# WHAT TO DO
Of the entries below, return exactly those lines that fall between the one containing "the current bonuses." and the one containing "fn mode(&self) ->", the two end lines included.

────────────────

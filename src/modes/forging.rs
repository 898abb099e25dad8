//! Forging crafting rules.
//!
//! Artisan cards (Forge, Forge Expert) scale with Heat Up and can be
//! upgraded to hit both counters by Charge tokens. Forge Expert feeds a
//! pool that makes every later Forge Expert of the trial stronger.

use crate::cards::{CardDefinition, CardKind};
use crate::core::{RandomSource, SimulationState};
use crate::effects::Effect;
use crate::rules::{CraftingMode, CraftingRules};

/// The first Forge of a trial hits both counters without using a charge.
pub const CARVE_BOX_BUFF: &str = "carve_box_buff";

/// Forge Expert may trigger a second time.
pub const COPPER_STEWPOT_BUFF: &str = "copper_stewpot_buff";

/// Chance of the copper stewpot extra trigger.
pub const COPPER_STEWPOT_CHANCE: f64 = 0.3;

const FORGE_BASE: i64 = 5;
const FORGE_EXPERT_BASE: i64 = 4;
const FORGE_EXPERT_GROWTH: i64 = 3;
const HEAT_UP_STEP: i64 = 3;

/// Rules of the forge.
#[derive(Clone, Copy, Debug, Default)]
pub struct Forging;

impl Forging {
    /// One Forge Expert trigger at the current bonuses.
    fn expert_trigger(state: &mut SimulationState<'_>, rng: &mut dyn RandomSource) {
        let bonus = FORGE_EXPERT_BASE + state.artisan_bonus + state.forge_expert_bonus;
        Effect::charged(bonus as f64).apply(state, rng);
    }

    fn forge(state: &mut SimulationState<'_>, rng: &mut dyn RandomSource) {
        let bonus = (FORGE_BASE + state.artisan_bonus) as f64;
        if state.has_buff(CARVE_BOX_BUFF) && !state.first_forge_played {
            Effect::add_both(bonus).apply(state, rng);
        } else {
            Effect::charged(bonus).apply(state, rng);
        }
        state.first_forge_played = true;
    }
}

impl CraftingRules for Forging {
    fn mode(&self) -> CraftingMode {
        CraftingMode::Forging
    }

    fn apply_card(
        &self,
        kind: CardKind,
        _card: &CardDefinition,
        state: &mut SimulationState<'_>,
        rng: &mut dyn RandomSource,
    ) {
        match kind {
            CardKind::ForgeExpert => {
                state.forge_expert_plays += 1;
                Self::expert_trigger(state, rng);
                state.forge_expert_bonus +=
                    FORGE_EXPERT_GROWTH * i64::from(state.forge_expert_plays);
            }
            CardKind::Forge => Self::forge(state, rng),
            CardKind::Ignite => {
                Effect::multiply_random(2).apply(state, rng);
            }
            CardKind::HeatUp => state.artisan_bonus += HEAT_UP_STEP,
            CardKind::Charge => state.charge_count += 1,
            _ => {}
        }
    }

    fn play_card(
        &self,
        kind: CardKind,
        card: &CardDefinition,
        state: &mut SimulationState<'_>,
        rng: &mut dyn RandomSource,
    ) {
        self.apply_card(kind, card, state, rng);

        // The stewpot trigger never grows the pool
        if kind == CardKind::ForgeExpert
            && state.has_buff(COPPER_STEWPOT_BUFF)
            && rng.chance(COPPER_STEWPOT_CHANCE)
        {
            Self::expert_trigger(state, rng);
        }
    }
}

────────────────

# SOLUTION FOR THIS PROBLEM
    /// One Forge Expert trigger at the current bonuses.
    fn expert_trigger(state: &mut SimulationState<'_>, rng: &mut dyn RandomSource) {
        let bonus = FORGE_EXPERT_BASE + state.artisan_bonus + state.forge_expert_bonus;
        Effect::charged(bonus as f64).apply(state, rng);
    }

    fn forge(state: &mut SimulationState<'_>, rng: &mut dyn RandomSource) {
        let bonus = (FORGE_BASE + state.artisan_bonus) as f64;
        if state.has_buff(CARVE_BOX_BUFF) && !state.first_forge_played {
            Effect::add_both(bonus).apply(state, rng);
        } else {
            Effect::charged(bonus).apply(state, rng);
        }
        state.first_forge_played = true;
    }
}

impl CraftingRules for Forging {
    fn mode(&self) -> CraftingMode {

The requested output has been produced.